No one would actually have stopped me from competing in Australia, but they poked and prodded me at every opportunity they could get.  I went down there and won six gold medals, breaking a world record for my sport…at my size.  That moment meant more to me than anything.  What I looked like didn’t have to matter, and I wanted to show all those young girls out there that they don’t have to fit a mould to be accepted.  Never let anyone tell you that you can’t do something.

I had accepted that I would never look like those girls I envied, but I would do whatever I could to get into the best shape I possibly could.  This newfound plan seemed to work well for me mentally, but not physically.  I would train for four hours, then hit the elliptical and treadmill each day for at least an hour and a half, and then go back to the gym to train again.  I started working out with the greatest trainer I know, and without him, I never would have stayed sane.  He was careful to let me do my thing, but he guided me.  He was absolutely incredible, and not only was he my trainer, but my psychologist, mentor and friend.  It was a breath of fresh air coming to see him every other day during those hard couple of months.  He couldn’t care less what they told me, and thought that those people telling me I was overweight were crazy. 
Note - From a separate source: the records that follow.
//! The federated introspection check: the subgraph's `_service { sdl }` must describe the same
//! schema as a reference SDL.
use std::path::Path;

use serde_json::Value;
use tracing::debug;
use tracing::error;

use crate::context::GraphQLRequest;
use crate::context::TestContext;
use crate::diff::DiffOptions;
use crate::diff::diff;
use crate::diff::summary;
use crate::error::CheckError;
use crate::error::LoadError;
use crate::error::NormalizeError;
use crate::normalize::normalize;

/// Reference schema of the products subgraph every implementation under test exposes.
pub const PRODUCTS_SCHEMA: &str = include_str!("../fixtures/products.graphql");

const SERVICE_SDL_QUERY: &str = "{ _service { sdl } }";

/// Compares a subgraph's reported SDL with a reference schema.
#[derive(Clone, Debug)]
pub struct IntrospectionCheck {
    /// Normalized reference SDL.
    expected: String,
    options: DiffOptions,
}

impl IntrospectionCheck {
    pub const NAME: &'static str = "Federated Introspection";
    pub const DESCRIPTION: &'static str =
        "Checks the subgraph schema returned from the _Service.sdl field.";

    /// A check against `expected_sdl`, which is normalized right away.
    pub fn new(expected_sdl: &str) -> Result<Self, NormalizeError> {
        Ok(Self {
            expected: normalize(expected_sdl)?,
            options: DiffOptions::default(),
        })
    }

    /// A check against the bundled products subgraph schema.
    pub fn products() -> Result<Self, NormalizeError> {
        Self::new(PRODUCTS_SCHEMA)
    }

    /// A check against the SDL file at `path`.
    pub fn from_fixture(path: impl AsRef<Path>) -> Result<Self, LoadError> {
        let path = path.as_ref();
        let sdl = std::fs::read_to_string(path).map_err(|source| LoadError::Io {
            path: path.to_path_buf(),
            source,
        })?;
        debug!(path = %path.display(), "loaded reference schema");
        Ok(Self::new(&sdl)?)
    }

    pub fn with_options(mut self, options: DiffOptions) -> Self {
        self.options = options;
        self
    }

    /// The normalized reference SDL.
    pub fn expected(&self) -> &str {
        &self.expected
    }

    /// Fetch the subgraph's SDL through `context` and compare it with the reference.
    pub async fn run(&self, context: &dyn TestContext) -> Result<(), CheckError> {
        let response = context
            .send(GraphQLRequest::new(SERVICE_SDL_QUERY), None)
            .await?;
        let Some(sdl) = response
            .pointer("/data/_service/sdl")
            .and_then(Value::as_str)
        else {
            return Err(CheckError::Shape(
                "`data._service.sdl` is missing or not a string".to_string(),
            ));
        };

        let actual = normalize(sdl)?;
        match diff(&self.expected, &actual, &self.options)? {
            None => Ok(()),
            Some(schema_diff) => Err(CheckError::Mismatch(schema_diff)),
        }
    }

    /// Same as [`Self::run`], reporting failures on the console instead of returning them.
    pub async fn test(&self, context: &dyn TestContext) -> bool {
        match self.run(context).await {
            Ok(()) => {
                debug!(check = Self::NAME, "passed");
                true
            }
            Err(CheckError::Mismatch(schema_diff)) => {
                debug!(
                    check = Self::NAME,
                    changes = %summary(&schema_diff),
                    "subgraph schema does not match"
                );
                println!("{schema_diff}");
                false
            }
            Err(err) => {
                error!(check = Self::NAME, %err, "check failed");
                println!("{err}");
                false
            }
        }
    }
}

#[cfg(test)]
mod tests {
    use async_trait::async_trait;
    use http::HeaderMap;
    use serde_json::json;

    use super::*;
    use crate::error::TransportError;

    struct StaticContext(Value);

    #[async_trait]
    impl TestContext for StaticContext {
        async fn send(
            &self,
            request: GraphQLRequest,
            _headers: Option<HeaderMap>,
        ) -> Result<Value, TransportError> {
            assert_eq!(request.query, "{ _service { sdl } }");
            Ok(self.0.clone())
        }
    }

    fn sdl_response(sdl: &str) -> StaticContext {
        StaticContext(json!({ "data": { "_service": { "sdl": sdl } } }))
    }

    #[test]
    fn reference_schema_is_normalized_on_load() {
        let check = IntrospectionCheck::products().unwrap();
        assert!(check.expected().contains("_entities(representations: [_Any!]!): [_Entity]!"));
        assert!(IntrospectionCheck::new("type Product {").is_err());
    }

    #[test]
    fn missing_fixture_is_an_io_error() {
        let err = IntrospectionCheck::from_fixture("does/not/exist.graphql").unwrap_err();
        assert!(matches!(err, LoadError::Io { .. }));
        assert!(err.to_string().starts_with("Could not read does/not/exist.graphql"));
    }

    #[tokio::test]
    async fn identical_schema_passes() {
        let check = IntrospectionCheck::products().unwrap();
        assert!(check.test(&sdl_response(PRODUCTS_SCHEMA)).await);
    }

    #[tokio::test]
    async fn non_string_sdl_is_a_shape_error() {
        let check = IntrospectionCheck::products().unwrap();
        let context = StaticContext(json!({ "data": { "_service": { "sdl": 42 } } }));
        assert!(matches!(
            check.run(&context).await,
            Err(CheckError::Shape(_))
        ));
        assert!(!check.test(&context).await);
    }

    #[tokio::test]
    async fn invalid_sdl_fails_the_check() {
        let check = IntrospectionCheck::products().unwrap();
        let context = sdl_response("type Product {");
        assert!(matches!(
            check.run(&context).await,
            Err(CheckError::Normalize(NormalizeError::Parse { .. }))
        ));
        assert!(!check.test(&context).await);
    }
}
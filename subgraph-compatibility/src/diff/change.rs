use std::fmt;

use serde::Serialize;

/// A meaningful difference between two schemas. Changes have a direction: from the expected
/// schema to the actual one. `RemoveField` means the field exists in the expected schema but not
/// in the actual one.
#[derive(Clone, Eq, PartialEq, Hash, Ord, PartialOrd, Debug, Serialize)]
pub struct Change {
    // /!\ The order of fields matters for the PartialOrd derive /!\
    /// Where the change happened. Dot separated: `Type.field.argument`, `@directive.argument`,
    /// or `schema` for the schema definition.
    pub path: String,
    /// The nature of the change.
    pub kind: ChangeKind,
    /// Contents depend on the change kind:
    ///
    /// - type, field and argument changes: the new type
    /// - default value changes: the new default, empty when removed
    /// - directive application changes: the application, such as `@key(fields: "id")`
    /// - directive definition location changes: the new locations
    /// - description changes: the new description, empty when removed
    /// - everything else: empty
    pub detail: String,
}

impl Change {
    pub(crate) fn new(path: impl Into<String>, kind: ChangeKind) -> Self {
        Change {
            path: path.into(),
            kind,
            detail: String::new(),
        }
    }

    pub(crate) fn with_detail(mut self, detail: impl Into<String>) -> Self {
        self.detail = detail.into();
        self
    }
}

impl fmt::Display for Change {
    fn fmt(&self, f: &mut fmt::Formatter<'_>) -> fmt::Result {
        write!(f, "{}: {}", self.path, self.kind.description())?;
        if !self.detail.is_empty() {
            write!(f, " `{}`", self.detail)?;
        }
        Ok(())
    }
}

#[derive(Copy, Clone, Eq, PartialEq, Hash, Ord, PartialOrd, Debug, Serialize)]
#[allow(missing_docs)]
pub enum ChangeKind {
    // /!\ The order of variants matters for the PartialOrd derive /!\
    ChangeQueryType,
    ChangeMutationType,
    ChangeSubscriptionType,
    ChangeTypeKind,
    RemoveObjectType,
    AddObjectType,
    AddInterfaceImplementation,
    RemoveInterfaceImplementation,
    ChangeFieldType,
    RemoveField,
    AddField,
    AddUnion,
    RemoveUnion,
    AddUnionMember,
    RemoveUnionMember,
    AddEnum,
    RemoveEnum,
    AddEnumValue,
    RemoveEnumValue,
    AddScalar,
    RemoveScalar,
    AddInterface,
    RemoveInterface,
    AddDirectiveDefinition,
    RemoveDirectiveDefinition,
    ChangeDirectiveRepeatable,
    ChangeDirectiveLocations,
    AddInputObject,
    RemoveInputObject,
    AddFieldArgument,
    RemoveFieldArgument,
    AddFieldArgumentDefault,
    RemoveFieldArgumentDefault,
    ChangeFieldArgumentDefault,
    ChangeFieldArgumentType,
    AddDirectiveApplication,
    RemoveDirectiveApplication,
    ChangeDescription,
}

impl ChangeKind {
    pub fn description(&self) -> &'static str {
        match self {
            ChangeKind::ChangeQueryType => "query root type changed",
            ChangeKind::ChangeMutationType => "mutation root type changed",
            ChangeKind::ChangeSubscriptionType => "subscription root type changed",
            ChangeKind::ChangeTypeKind => "type kind changed",
            ChangeKind::RemoveObjectType => "object type removed",
            ChangeKind::AddObjectType => "object type added",
            ChangeKind::AddInterfaceImplementation => "interface implementation added",
            ChangeKind::RemoveInterfaceImplementation => "interface implementation removed",
            ChangeKind::ChangeFieldType => "field type changed",
            ChangeKind::RemoveField => "field removed",
            ChangeKind::AddField => "field added",
            ChangeKind::AddUnion => "union added",
            ChangeKind::RemoveUnion => "union removed",
            ChangeKind::AddUnionMember => "union member added",
            ChangeKind::RemoveUnionMember => "union member removed",
            ChangeKind::AddEnum => "enum added",
            ChangeKind::RemoveEnum => "enum removed",
            ChangeKind::AddEnumValue => "enum value added",
            ChangeKind::RemoveEnumValue => "enum value removed",
            ChangeKind::AddScalar => "scalar added",
            ChangeKind::RemoveScalar => "scalar removed",
            ChangeKind::AddInterface => "interface added",
            ChangeKind::RemoveInterface => "interface removed",
            ChangeKind::AddDirectiveDefinition => "directive definition added",
            ChangeKind::RemoveDirectiveDefinition => "directive definition removed",
            ChangeKind::ChangeDirectiveRepeatable => "directive repeatability changed",
            ChangeKind::ChangeDirectiveLocations => "directive locations changed",
            ChangeKind::AddInputObject => "input object added",
            ChangeKind::RemoveInputObject => "input object removed",
            ChangeKind::AddFieldArgument => "argument added",
            ChangeKind::RemoveFieldArgument => "argument removed",
            ChangeKind::AddFieldArgumentDefault => "argument default added",
            ChangeKind::RemoveFieldArgumentDefault => "argument default removed",
            ChangeKind::ChangeFieldArgumentDefault => "argument default changed",
            ChangeKind::ChangeFieldArgumentType => "argument type changed",
            ChangeKind::AddDirectiveApplication => "directive added",
            ChangeKind::RemoveDirectiveApplication => "directive removed",
            ChangeKind::ChangeDescription => "description changed",
        }
    }
}

impl fmt::Display for ChangeKind {
    fn fmt(&self, f: &mut fmt::Formatter<'_>) -> fmt::Result {
        f.write_str(self.description())
    }
}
I was strong, powerful and dynamic, and he saw how beautiful that was and asked me if I wanted to be the best gymnast out there, one who could turn heads with her power and strength.  I couldn’t help but smile.  So that’s exactly what we did.  When I was with him, I have never felt more healthy and athletic in my life.  He brought me back to life, and I will never be able to thank him enough for that.  When they broke me down, he picked me back up, and I would spend hour and hours at the gym with him because it felt like home. 

After our sessions, he would sit down with me and make sure I ate properly, adding some chicken or protein to my plate, trying to make me understand how important it was to fuel my body with foods that would help, not hinder my potential.  I was at my healthiest with him by my side.  You get blinded when you are surrounded with so much negativity that you don’t know how to be positive anymore, and you become unable to understand the other side.  I could hardly believe that there was any other way to look at myself.  It didn’t matter how many times my parents told me I was beautiful or my sister tried to make me see how incredible I was – nothing worked.  I could nod my head and say I understood, but I didn’t really believe it.  Inside, I was twisted and torn up, making scrapbooks of models that I wanted to look like, and diaries of my food intake and body measurements.  I would have probably kept that measuring tape under my pillow if I thought my mom wouldn’t have found it.  I was leading this secret life and shutting the rest of the world out, not letting anyone get too close to me.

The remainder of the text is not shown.